▸ TASK DESCRIPTION
The answer should contain every entry below, copied exactly.

▸ Stored dataset items

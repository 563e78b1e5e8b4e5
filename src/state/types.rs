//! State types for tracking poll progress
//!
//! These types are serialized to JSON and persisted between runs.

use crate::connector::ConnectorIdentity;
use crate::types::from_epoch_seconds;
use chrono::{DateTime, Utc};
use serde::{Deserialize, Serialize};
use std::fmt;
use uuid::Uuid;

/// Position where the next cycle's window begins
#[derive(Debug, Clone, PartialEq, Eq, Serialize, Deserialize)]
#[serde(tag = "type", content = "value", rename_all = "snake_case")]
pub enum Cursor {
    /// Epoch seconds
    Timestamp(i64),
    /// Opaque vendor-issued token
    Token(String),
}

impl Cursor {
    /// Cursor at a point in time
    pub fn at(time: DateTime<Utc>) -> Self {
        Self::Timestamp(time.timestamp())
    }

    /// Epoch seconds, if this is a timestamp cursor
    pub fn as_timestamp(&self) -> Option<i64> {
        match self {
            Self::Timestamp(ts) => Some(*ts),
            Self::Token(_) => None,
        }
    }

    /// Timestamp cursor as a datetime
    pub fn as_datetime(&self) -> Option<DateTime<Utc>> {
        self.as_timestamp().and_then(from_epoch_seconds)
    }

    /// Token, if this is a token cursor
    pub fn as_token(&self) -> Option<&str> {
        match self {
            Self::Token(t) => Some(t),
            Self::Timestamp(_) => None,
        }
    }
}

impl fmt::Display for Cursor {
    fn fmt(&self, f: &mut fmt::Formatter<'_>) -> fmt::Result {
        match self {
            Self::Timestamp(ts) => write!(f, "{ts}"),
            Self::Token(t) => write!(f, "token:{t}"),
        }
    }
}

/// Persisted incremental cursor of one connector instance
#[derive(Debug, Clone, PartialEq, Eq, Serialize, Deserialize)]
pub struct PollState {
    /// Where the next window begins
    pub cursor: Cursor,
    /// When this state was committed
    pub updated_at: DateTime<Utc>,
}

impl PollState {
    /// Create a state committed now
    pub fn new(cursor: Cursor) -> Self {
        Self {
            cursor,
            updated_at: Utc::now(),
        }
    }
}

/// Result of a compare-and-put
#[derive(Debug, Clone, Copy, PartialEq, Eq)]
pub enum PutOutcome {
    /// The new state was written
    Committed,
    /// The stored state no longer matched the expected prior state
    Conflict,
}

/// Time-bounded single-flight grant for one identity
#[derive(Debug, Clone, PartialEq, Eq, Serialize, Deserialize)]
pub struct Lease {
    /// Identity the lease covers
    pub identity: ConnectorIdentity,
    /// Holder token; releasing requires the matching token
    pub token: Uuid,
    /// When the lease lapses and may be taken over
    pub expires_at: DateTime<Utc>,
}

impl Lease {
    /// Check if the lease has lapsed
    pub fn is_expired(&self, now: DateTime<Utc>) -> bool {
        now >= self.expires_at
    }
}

▸ RESPONSE AREA
repository 563e78b1e5e8b4e5
filename src/state/types.rs
//! State types for tracking poll progress
//!
//! These types are serialized to JSON and persisted between runs.

use crate::connector::ConnectorIdentity;
use crate::types::from_epoch_seconds;
use chrono::{DateTime, Utc};
use serde::{Deserialize, Serialize};
use std::fmt;
use uuid::Uuid;

/// Position where the next cycle's window begins
#[derive(Debug, Clone, PartialEq, Eq, Serialize, Deserialize)]
#[serde(tag = "type", content = "value", rename_all = "snake_case")]
pub enum Cursor {
    /// Epoch seconds
    Timestamp(i64),
    /// Opaque vendor-issued token
    Token(String),
}

impl Cursor {
    /// Cursor at a point in time
    pub fn at(time: DateTime<Utc>) -> Self {
        Self::Timestamp(time.timestamp())
    }

    /// Epoch seconds, if this is a timestamp cursor
    pub fn as_timestamp(&self) -> Option<i64> {
        match self {
            Self::Timestamp(ts) => Some(*ts),
            Self::Token(_) => None,
        }
    }

    /// Timestamp cursor as a datetime
    pub fn as_datetime(&self) -> Option<DateTime<Utc>> {
        self.as_timestamp().and_then(from_epoch_seconds)
    }

    /// Token, if this is a token cursor
    pub fn as_token(&self) -> Option<&str> {
        match self {
            Self::Token(t) => Some(t),
            Self::Timestamp(_) => None,
        }
    }
}

impl fmt::Display for Cursor {
    fn fmt(&self, f: &mut fmt::Formatter<'_>) -> fmt::Result {
        match self {
            Self::Timestamp(ts) => write!(f, "{ts}"),
            Self::Token(t) => write!(f, "token:{t}"),
        }
    }
}

/// Persisted incremental cursor of one connector instance
#[derive(Debug, Clone, PartialEq, Eq, Serialize, Deserialize)]
pub struct PollState {
    /// Where the next window begins
    pub cursor: Cursor,
    /// When this state was committed
    pub updated_at: DateTime<Utc>,
}

impl PollState {
    /// Create a state committed now
    pub fn new(cursor: Cursor) -> Self {
        Self {
            cursor,
            updated_at: Utc::now(),
        }
    }
}

/// Result of a compare-and-put
#[derive(Debug, Clone, Copy, PartialEq, Eq)]
pub enum PutOutcome {
    /// The new state was written
    Committed,
    /// The stored state no longer matched the expected prior state
    Conflict,
}

/// Time-bounded single-flight grant for one identity
#[derive(Debug, Clone, PartialEq, Eq, Serialize, Deserialize)]
pub struct Lease {
    /// Identity the lease covers
    pub identity: ConnectorIdentity,
    /// Holder token; releasing requires the matching token
    pub token: Uuid,
    /// When the lease lapses and may be taken over
    pub expires_at: DateTime<Utc>,
}

impl Lease {
    /// Check if the lease has lapsed
    pub fn is_expired(&self, now: DateTime<Utc>) -> bool {
        now >= self.expires_at
    }
}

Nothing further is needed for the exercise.